We have been together for 9 yrs, 2 months ago I put him out hes now living in a shelter. I feel bad,I still love him and miss him. I can't get over the guilt or him. How do I move on, do I waititout andhope he will get cleanis there even that chance.
Cocaine addiction is a tough one to overcome. Relapse rate is very high. None the less, it is possible if your boyfriend really wants to get clean. Getting addiction's counseling and facing the issues that lead him down this road in the first place is critical. If he is unwilling to face the facts, then I would move on. You don't want to be second to his addiction.
There are free programs like Narcotics Anonymous to help the addict. There is also Nar anon for family and friends of the addict. You can google Nar anon and locate meetings near your location. They will help you understand the illness of addiction and how to cope with it.
Hi nmbr1 - So sorry for your pain, and for your boyfriend's addiction... sorry to say, I've been there, and its not easy. My life and work revolve(d) around music, and got in with the crowd that was doing that... it was tantilizing in a nasty way, but is one of those things that will either take you all the way down to he..ll before you wake up, or you will realize that it is so bizarre and so different from anything you've ever known in life, that it's scary! One can get very paranoid and quickly! You may pm me, if you would like to, but can't add much to the responses above... says it all... find a program for yourself and do a lot of praying for him.
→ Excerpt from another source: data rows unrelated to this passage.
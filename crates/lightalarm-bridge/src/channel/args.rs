// SPDX-License-Identifier: PMPL-1.0-or-later
// Copyright (c) 2026 Jonathan D.A. Jewell (hyperpolymath) <jonathan.jewell@open.ac.uk>
//
// Typed extraction of method-call arguments.
//
// Missing or null keys always take the caller-supplied default. What happens
// to a present value of the wrong type depends on the `ArgumentPolicy`.

use lightalarm_core::config::ArgumentPolicy;
use lightalarm_core::error::{AlarmBridgeError, Result};
use serde_json::{Map, Value};
use tracing::debug;

/// Read-only view over the `args` of a method call.
pub struct Arguments<'a> {
    map: Option<&'a Map<String, Value>>,
    policy: ArgumentPolicy,
}

impl<'a> Arguments<'a> {
    /// Wrap a call's arguments. Anything other than an object or null is
    /// ignored under the lenient policy and rejected under the strict one.
    pub fn new(args: &'a Value, policy: ArgumentPolicy) -> Result<Self> {
        let map = match args {
            Value::Object(map) => Some(map),
            Value::Null => None,
            other => match policy {
                ArgumentPolicy::Lenient => {
                    debug!(kind = kind_of(other), "ignoring non-map arguments");
                    None
                }
                ArgumentPolicy::Strict => {
                    return Err(AlarmBridgeError::invalid_argument(
                        "arguments",
                        format!("expected a map, got {}", kind_of(other)),
                    ));
                }
            },
        };
        Ok(Self { map, policy })
    }

    pub fn string(&self, field: &str, default: &str) -> Result<String> {
        self.extract(field, default.to_owned(), "string", |v| {
            v.as_str().map(str::to_owned)
        })
    }

    pub fn bool(&self, field: &str, default: bool) -> Result<bool> {
        self.extract(field, default, "bool", Value::as_bool)
    }

    /// 32-bit integer; values outside `i32` count as wrong-typed.
    pub fn int(&self, field: &str, default: i32) -> Result<i32> {
        self.extract(field, default, "32-bit integer", |v| {
            v.as_i64().and_then(|n| i32::try_from(n).ok())
        })
    }

    fn extract<T>(
        &self,
        field: &str,
        default: T,
        expected: &str,
        read: impl FnOnce(&Value) -> Option<T>,
    ) -> Result<T> {
        let value = match self.map.and_then(|m| m.get(field)) {
            None | Some(Value::Null) => return Ok(default),
            Some(value) => value,
        };
        if let Some(parsed) = read(value) {
            return Ok(parsed);
        }
        match self.policy {
            ArgumentPolicy::Lenient => {
                debug!(field, expected, got = kind_of(value), "argument replaced by default");
                Ok(default)
            }
            ArgumentPolicy::Strict => Err(AlarmBridgeError::invalid_argument(
                field,
                format!("expected {expected}, got {}", kind_of(value)),
            )),
        }
    }
}

fn kind_of(value: &Value) -> &'static str {
    match value {
        Value::Null => "null",
        Value::Bool(_) => "bool",
        Value::Number(_) => "number",
        Value::String(_) => "string",
        Value::Array(_) => "list",
        Value::Object(_) => "map",
    }
}

#[cfg(test)]
mod tests {
    use super::*;
    use serde_json::json;

    #[test]
    fn missing_and_null_take_defaults() {
        let args = json!({ "title": null });
        for policy in [ArgumentPolicy::Lenient, ArgumentPolicy::Strict] {
            let a = Arguments::new(&args, policy).unwrap();
            assert_eq!(a.string("title", "t").unwrap(), "t");
            assert!(a.bool("ongoing", true).unwrap());
            assert_eq!(a.int("alarmId", 3).unwrap(), 3);
        }
    }

    #[test]
    fn lenient_masks_wrong_types() {
        let args = json!({ "title": 5, "autoCancel": "yes", "alarmId": 1.5 });
        let a = Arguments::new(&args, ArgumentPolicy::Lenient).unwrap();
        assert_eq!(a.string("title", "default").unwrap(), "default");
        assert!(a.bool("autoCancel", true).unwrap());
        assert_eq!(a.int("alarmId", 0).unwrap(), 0);
    }

    #[test]
    fn strict_rejects_wrong_types() {
        let args = json!({ "autoCancel": "yes" });
        let a = Arguments::new(&args, ArgumentPolicy::Strict).unwrap();
        match a.bool("autoCancel", true).unwrap_err() {
            AlarmBridgeError::InvalidArgument { field, reason } => {
                assert_eq!(field, "autoCancel");
                assert_eq!(reason, "expected bool, got string");
            }
            other => panic!("unexpected error: {other}"),
        }
    }

    #[test]
    fn strict_rejects_out_of_range_int() {
        let args = json!({ "alarmId": 1_u64 << 40 });
        let a = Arguments::new(&args, ArgumentPolicy::Strict).unwrap();
        assert!(a.int("alarmId", 0).is_err());
    }

    #[test]
    fn non_map_arguments() {
        let args = json!([1, 2]);
        let a = Arguments::new(&args, ArgumentPolicy::Lenient).unwrap();
        assert_eq!(a.string("label", "x").unwrap(), "x");
        assert!(Arguments::new(&args, ArgumentPolicy::Strict).is_err());
    }

    #[test]
    fn present_values_are_read() {
        let args = json!({ "label": "Wake up", "alarmId": 7, "ongoing": true });
        let a = Arguments::new(&args, ArgumentPolicy::Strict).unwrap();
        assert_eq!(a.string("label", "").unwrap(), "Wake up");
        assert_eq!(a.int("alarmId", 0).unwrap(), 7);
        assert!(a.bool("ongoing", false).unwrap());
    }
}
You don't give much background, so I hope he is somewhat aware of what he is losing... Good luck and God Bless!
Welcome to the site,you will learn and come across alot of people in the same situation as you are in.
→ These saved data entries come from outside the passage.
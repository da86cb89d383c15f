// SPDX-License-Identifier: PMPL-1.0-or-later
// Copyright (c) 2026 Jonathan D.A. Jewell (hyperpolymath) <jonathan.jewell@open.ac.uk>
//
// Activity launcher: raises the main window and fires the alarm screen.

use std::sync::Arc;

use lightalarm_core::error::Result;
use lightalarm_core::types::{AlarmLaunchRequest, IntentFlags};
use tracing::{info, warn};

use crate::notifications::NotificationManager;
use crate::traits::{NativeNotifications, NativeWindow};

/// Brings the application's main window to the foreground.
pub struct ActivityLauncher<B: ?Sized> {
    bridge: Arc<B>,
}

impl<B: NativeWindow + ?Sized> ActivityLauncher<B> {
    pub fn new(bridge: Arc<B>) -> Self {
        Self { bridge }
    }

    /// Raise the existing main window, or start it if there is none.
    /// Never stacks a second instance.
    pub fn bring_to_foreground(&self) -> Result<()> {
        self.bridge.start_main_activity(IntentFlags::RAISE)?;
        info!("main window raised");
        Ok(())
    }

    /// Raise the window and post the pinned alarm notification.
    ///
    /// The host may refuse a background activity start; the notification
    /// (with its full-screen intent) is the fallback, so a failed raise is
    /// only logged.
    pub fn launch_alarm_screen(
        &self,
        notifications: &NotificationManager<B>,
        request: &AlarmLaunchRequest,
    ) -> Result<()>
    where
        B: NativeNotifications,
    {
        info!(alarm_id = request.alarm_id, label = %request.label, "launching alarm screen");

        if let Err(e) = self.bring_to_foreground() {
            warn!(alarm_id = request.alarm_id, error = %e, "window raise refused; relying on notification");
        }

        notifications.show(&request.backup_notification())
    }
}

#[cfg(test)]
mod tests {
    use super::*;
    use crate::stub::StubBridge;
    use lightalarm_core::config::BridgeConfig;
    use lightalarm_core::error::AlarmBridgeError;
    use lightalarm_core::types::NotificationId;

    fn setup() -> (
        Arc<StubBridge>,
        ActivityLauncher<StubBridge>,
        NotificationManager<StubBridge>,
    ) {
        let stub = Arc::new(StubBridge::new());
        let launcher = ActivityLauncher::new(Arc::clone(&stub));
        let notifications = NotificationManager::new(Arc::clone(&stub), &BridgeConfig::default());
        (stub, launcher, notifications)
    }

    #[test]
    fn bring_to_foreground_uses_raise_flags() {
        let (stub, launcher, _) = setup();
        launcher.bring_to_foreground().unwrap();
        assert_eq!(stub.launches(), vec![IntentFlags::RAISE]);
    }

    #[test]
    fn launch_alarm_raises_and_notifies() {
        let (stub, launcher, notifications) = setup();
        let request = AlarmLaunchRequest {
            alarm_id: 7,
            label: "Wake up".into(),
        };
        launcher.launch_alarm_screen(&notifications, &request).unwrap();

        assert_eq!(stub.launches(), vec![IntentFlags::RAISE]);
        let posted = stub.notification(NotificationId::ALARM).unwrap();
        assert!(posted.body.contains("Wake up"));
        assert!(!posted.auto_cancel);
        assert!(posted.ongoing);
    }

    #[test]
    fn blocked_raise_still_posts_backup_notification() {
        let (stub, launcher, notifications) = setup();
        stub.set_activity_starts_blocked(true);
        launcher
            .launch_alarm_screen(&notifications, &AlarmLaunchRequest::default())
            .unwrap();
        assert!(stub.task().is_empty());
        assert_eq!(stub.notification_count(), 1);
    }

    #[test]
    fn denied_backup_notification_is_reported() {
        let (stub, launcher, notifications) = setup();
        stub.set_notifications_denied(true);
        let err = launcher
            .launch_alarm_screen(&notifications, &AlarmLaunchRequest::default())
            .unwrap_err();
        assert!(matches!(err, AlarmBridgeError::PermissionDenied));
        assert_eq!(stub.task().len(), 1);
    }
}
I feel for you as i understand you still love this man and after beiing together so many years,it was a tough decision for you to put him out-but a brave one at that!
You should not feel guilty for the choice you have made,as you stated in the comment above he was selling and pawning all that you owned and probably built together!
There is only a chance that he will clean up his act if he wants to quit,that is HE wants to and only he can decide that,he has to hit rock bottom before he can decide what road he wants to take-the road to recovery or the road to ruins,i dont mean to sound hurtful but i need to be blunt in order for you NOT to blame yourself or let him make you feel guilty.
I am a recovering cocaine addict and i could only quit and make amends for all the hurt i caused when i was ready to quit for myself first! I pushed my family away,stole from those i loved dearly andd thought of nothing or noone but myself and my next fix.I didnt care who i hurt or how hard my parents were trying to help me-it made no difference until i decided enough was enough and i was done with that life!!
You have done what you could to help your boyfriend,if he does'nt want to help himself then you need to help yourself,you have to look after yourself my friend,you need to stay strong and believe in yourself and trust that you made the right decision!!
I hope your boyfriend will see what he's missng with you out of his life,and get a wake up call and i wish you the very best!!
Take care and remember look after yourself!!